------ Source records ------

//! Runtime configuration for the REST client and the WebSocket monitor.
//!
//! Values are layered: built-in defaults, then an optional TOML file, then the
//! `HELIX_BASE_URL` / `HELIX_WS_URL` environment variables. The CLI applies its
//! own flags on top of the result.
//!
//! ```toml
//! base_url = "https://helix.example"
//! ws_url = "wss://helix.example/ws"
//! request_timeout_ms = 10000
//!
//! [reconnect]
//! initial_delay_ms = 1000
//! max_delay_ms = 60000
//! max_attempts = 10
//! ```

use std::path::Path;
use std::time::Duration;

use serde::Deserialize;

use crate::error::{HelixError, Result};

/// Production REST endpoint.
pub const DEFAULT_BASE_URL: &str = "https://helix-unified-production.up.railway.app";
/// Production WebSocket endpoint.
pub const DEFAULT_WS_URL: &str = "wss://helix-unified-production.up.railway.app/ws";

pub const DEFAULT_INITIAL_RETRY_DELAY: Duration = Duration::from_millis(1_000);
pub const DEFAULT_MAX_RETRY_DELAY: Duration = Duration::from_millis(60_000);
pub const DEFAULT_MAX_RECONNECT_ATTEMPTS: u32 = 10;

pub const ENV_BASE_URL: &str = "HELIX_BASE_URL";
pub const ENV_WS_URL: &str = "HELIX_WS_URL";

/// Reconnection bounds for [`HelixMonitor`](crate::monitor::HelixMonitor).
#[derive(Debug, Clone, Copy, PartialEq, Eq)]
pub struct ReconnectConfig {
    /// Delay before the first reconnect, and the value restored on every
    /// successful open.
    pub initial_delay: Duration,
    /// Upper bound for the doubled delay.
    pub max_delay: Duration,
    /// Consecutive closes without a successful open before the monitor gives up.
    pub max_attempts: u32,
}

impl Default for ReconnectConfig {
    fn default() -> Self {
        Self {
            initial_delay: DEFAULT_INITIAL_RETRY_DELAY,
            max_delay: DEFAULT_MAX_RETRY_DELAY,
            max_attempts: DEFAULT_MAX_RECONNECT_ATTEMPTS,
        }
    }
}

impl ReconnectConfig {
    /// Reject bounds the lifecycle manager cannot work with.
    pub fn validate(&self) -> Result<()> {
        if self.initial_delay.is_zero() {
            return Err(HelixError::Config("initial retry delay must be > 0".into()));
        }
        if self.max_delay < self.initial_delay {
            return Err(HelixError::Config(format!(
                "max retry delay ({} ms) is below the initial delay ({} ms)",
                self.max_delay.as_millis(),
                self.initial_delay.as_millis()
            )));
        }
        if self.max_attempts == 0 {
            return Err(HelixError::Config("max reconnect attempts must be > 0".into()));
        }
        Ok(())
    }
}

/// Full client configuration.
#[derive(Debug, Clone, PartialEq, Eq)]
pub struct HelixConfig {
    /// Base URL of the REST API, without a trailing slash.
    pub base_url: String,
    /// WebSocket endpoint streamed by the monitor.
    pub ws_url: String,
    /// TCP connection timeout for REST calls.
    pub connect_timeout: Duration,
    /// Per-request timeout for REST calls.
    pub request_timeout: Duration,
    pub reconnect: ReconnectConfig,
}

impl Default for HelixConfig {
    fn default() -> Self {
        Self {
            base_url: DEFAULT_BASE_URL.to_string(),
            ws_url: DEFAULT_WS_URL.to_string(),
            connect_timeout: Duration::from_secs(3),
            request_timeout: Duration::from_secs(10),
            reconnect: ReconnectConfig::default(),
        }
    }
}

/// On-disk shape. Every field is optional; absent fields keep the default.
#[derive(Debug, Default, Deserialize)]
#[serde(default, deny_unknown_fields)]
struct ConfigFile {
    base_url: Option<String>,
    ws_url: Option<String>,
    connect_timeout_ms: Option<u64>,
    request_timeout_ms: Option<u64>,
    reconnect: ReconnectFile,
}

#[derive(Debug, Default, Deserialize)]
#[serde(default, deny_unknown_fields)]
struct ReconnectFile {
    initial_delay_ms: Option<u64>,
    max_delay_ms: Option<u64>,
    max_attempts: Option<u32>,
}

impl HelixConfig {
    /// Load defaults, then `path` if given, then environment overrides.
    ///
    /// # Errors
    /// Returns [`HelixError::Io`] when the file cannot be read and
    /// [`HelixError::Config`] when it cannot be parsed or fails validation.
    pub fn load(path: Option<&Path>) -> Result<Self> {
        Self::load_with_env(path, |key| std::env::var(key).ok())
    }

    /// [`load`](Self::load) with environment lookups going through `lookup`.
    pub fn load_with_env<F>(path: Option<&Path>, lookup: F) -> Result<Self>
    where
        F: Fn(&str) -> Option<String>,
    {
        let mut config = match path {
            Some(p) => {
                let text = std::fs::read_to_string(p)?;
                Self::from_toml_str(&text)?
            }
            None => Self::default(),
        };
        config.apply_env(lookup);
        config.validate()?;
        Ok(config)
    }

    /// Parse a TOML document on top of the defaults.
    pub fn from_toml_str(text: &str) -> Result<Self> {
        let file: ConfigFile = toml::from_str(text)?;
        let mut config = Self::default();

        if let Some(url) = file.base_url {
            config.base_url = url;
        }
        if let Some(url) = file.ws_url {
            config.ws_url = url;
        }
        if let Some(ms) = file.connect_timeout_ms {
            config.connect_timeout = Duration::from_millis(ms);
        }
        if let Some(ms) = file.request_timeout_ms {
            config.request_timeout = Duration::from_millis(ms);
        }
        if let Some(ms) = file.reconnect.initial_delay_ms {
            config.reconnect.initial_delay = Duration::from_millis(ms);
        }
        if let Some(ms) = file.reconnect.max_delay_ms {
            config.reconnect.max_delay = Duration::from_millis(ms);
        }
        if let Some(n) = file.reconnect.max_attempts {
            config.reconnect.max_attempts = n;
        }

        config.base_url = trim_trailing_slash(&config.base_url);
        Ok(config)
    }

    /// Apply environment overrides through `lookup` (injectable for tests).
    pub fn apply_env<F>(&mut self, lookup: F)
    where
        F: Fn(&str) -> Option<String>,
    {
        if let Some(url) = lookup(ENV_BASE_URL).filter(|v| !v.trim().is_empty()) {
            self.base_url = trim_trailing_slash(&url);
        }
        if let Some(url) = lookup(ENV_WS_URL).filter(|v| !v.trim().is_empty()) {
            self.ws_url = url;
        }
    }

    pub fn validate(&self) -> Result<()> {
        if self.base_url.trim().is_empty() {
            return Err(HelixError::Config("base_url must not be empty".into()));
        }
        if self.ws_url.trim().is_empty() {
            return Err(HelixError::Config("ws_url must not be empty".into()));
        }
        self.reconnect.validate()
    }
}

pub(crate) fn trim_trailing_slash(url: &str) -> String {
    url.trim_end_matches('/').to_string()
}

#[cfg(test)]
mod tests {
    use super::*;
    use std::io::Write;

    #[test]
    fn defaults_match_production_endpoints() {
        let cfg = HelixConfig::default();
        assert_eq!(cfg.base_url, DEFAULT_BASE_URL);
        assert_eq!(cfg.ws_url, DEFAULT_WS_URL);
        assert_eq!(cfg.reconnect.initial_delay, Duration::from_millis(1_000));
        assert_eq!(cfg.reconnect.max_delay, Duration::from_millis(60_000));
        assert_eq!(cfg.reconnect.max_attempts, 10);
        assert!(cfg.validate().is_ok());
    }

    #[test]
    fn toml_overrides_only_present_fields() {
        let cfg = HelixConfig::from_toml_str(
            r#"
            base_url = "http://localhost:8000/"
            [reconnect]
            max_attempts = 3
            "#,
        )
        .unwrap();
        assert_eq!(cfg.base_url, "http://localhost:8000");
        assert_eq!(cfg.ws_url, DEFAULT_WS_URL);
        assert_eq!(cfg.reconnect.max_attempts, 3);
        assert_eq!(cfg.reconnect.initial_delay, DEFAULT_INITIAL_RETRY_DELAY);
    }

    #[test]
    fn toml_durations_are_milliseconds() {
        let cfg = HelixConfig::from_toml_str(
            "request_timeout_ms = 2500\n[reconnect]\ninitial_delay_ms = 250\nmax_delay_ms = 4000\n",
        )
        .unwrap();
        assert_eq!(cfg.request_timeout, Duration::from_millis(2_500));
        assert_eq!(cfg.reconnect.initial_delay, Duration::from_millis(250));
        assert_eq!(cfg.reconnect.max_delay, Duration::from_millis(4_000));
    }

    #[test]
    fn toml_unknown_field_is_rejected() {
        let err = HelixConfig::from_toml_str("retry = 5").unwrap_err();
        assert!(matches!(err, HelixError::Config(_)));
    }

    #[test]
    fn env_overrides_file_values() {
        let mut cfg = HelixConfig::default();
        cfg.apply_env(|key| match key {
            ENV_BASE_URL => Some("http://127.0.0.1:9000/".to_string()),
            ENV_WS_URL => Some("ws://127.0.0.1:9000/ws".to_string()),
            _ => None,
        });
        assert_eq!(cfg.base_url, "http://127.0.0.1:9000");
        assert_eq!(cfg.ws_url, "ws://127.0.0.1:9000/ws");
    }

    #[test]
    fn blank_env_values_are_ignored() {
        let mut cfg = HelixConfig::default();
        cfg.apply_env(|_| Some("   ".to_string()));
        assert_eq!(cfg.base_url, DEFAULT_BASE_URL);
    }

    #[test]
    fn validate_rejects_max_below_initial() {
        let rc = ReconnectConfig {
            initial_delay: Duration::from_secs(5),
            max_delay: Duration::from_secs(1),
            max_attempts: 10,
        };
        assert!(matches!(rc.validate(), Err(HelixError::Config(_))));
    }

    #[test]
    fn validate_rejects_zero_attempts_and_zero_delay() {
        let mut rc = ReconnectConfig::default();
        rc.max_attempts = 0;
        assert!(rc.validate().is_err());

        let mut rc = ReconnectConfig::default();
        rc.initial_delay = Duration::ZERO;
        assert!(rc.validate().is_err());
    }

    #[test]
    fn validate_rejects_empty_urls() {
        let cfg = HelixConfig { base_url: String::new(), ..HelixConfig::default() };
        assert!(cfg.validate().is_err());
    }

    #[test]
    fn load_reads_file_from_disk() {
        let mut file = tempfile::NamedTempFile::new().unwrap();
        writeln!(file, "ws_url = \"ws://localhost:1234/ws\"").unwrap();
        let cfg = HelixConfig::load_with_env(Some(file.path()), |_| None).unwrap();
        assert_eq!(cfg.ws_url, "ws://localhost:1234/ws");
        assert_eq!(cfg.base_url, DEFAULT_BASE_URL);
    }

    #[test]
    fn load_applies_env_over_file() {
        let mut file = tempfile::NamedTempFile::new().unwrap();
        writeln!(file, "ws_url = \"ws://localhost:1234/ws\"").unwrap();
        let cfg = HelixConfig::load_with_env(Some(file.path()), |key| {
            (key == ENV_WS_URL).then(|| "ws://env.test/ws".to_string())
        })
        .unwrap();
        assert_eq!(cfg.ws_url, "ws://env.test/ws");
    }

    #[test]
    fn load_with_env_validates_result() {
        let mut file = tempfile::NamedTempFile::new().unwrap();
        writeln!(file, "[reconnect]\nmax_attempts = 0").unwrap();
        let err = HelixConfig::load_with_env(Some(file.path()), |_| None).unwrap_err();
        assert!(matches!(err, HelixError::Config(_)));
    }

    #[test]
    fn load_missing_file_is_io_error() {
        let err = HelixConfig::load(Some(Path::new("/definitely/not/here.toml"))).unwrap_err();
        assert!(matches!(err, HelixError::Io(_)));
    }
}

------

Required work. Please output only the lines from the first line of the entries through the line with "Production REST endpoint.", both included, exactly as written.

Written solution.
//! Runtime configuration for the REST client and the WebSocket monitor.
//!
//! Values are layered: built-in defaults, then an optional TOML file, then the
//! `HELIX_BASE_URL` / `HELIX_WS_URL` environment variables. The CLI applies its
//! own flags on top of the result.
//!
//! ```toml
//! base_url = "https://helix.example"
//! ws_url = "wss://helix.example/ws"
//! request_timeout_ms = 10000
//!
//! [reconnect]
//! initial_delay_ms = 1000
//! max_delay_ms = 60000
//! max_attempts = 10
//! ```

use std::path::Path;
use std::time::Duration;

use serde::Deserialize;

use crate::error::{HelixError, Result};

/// Production REST endpoint.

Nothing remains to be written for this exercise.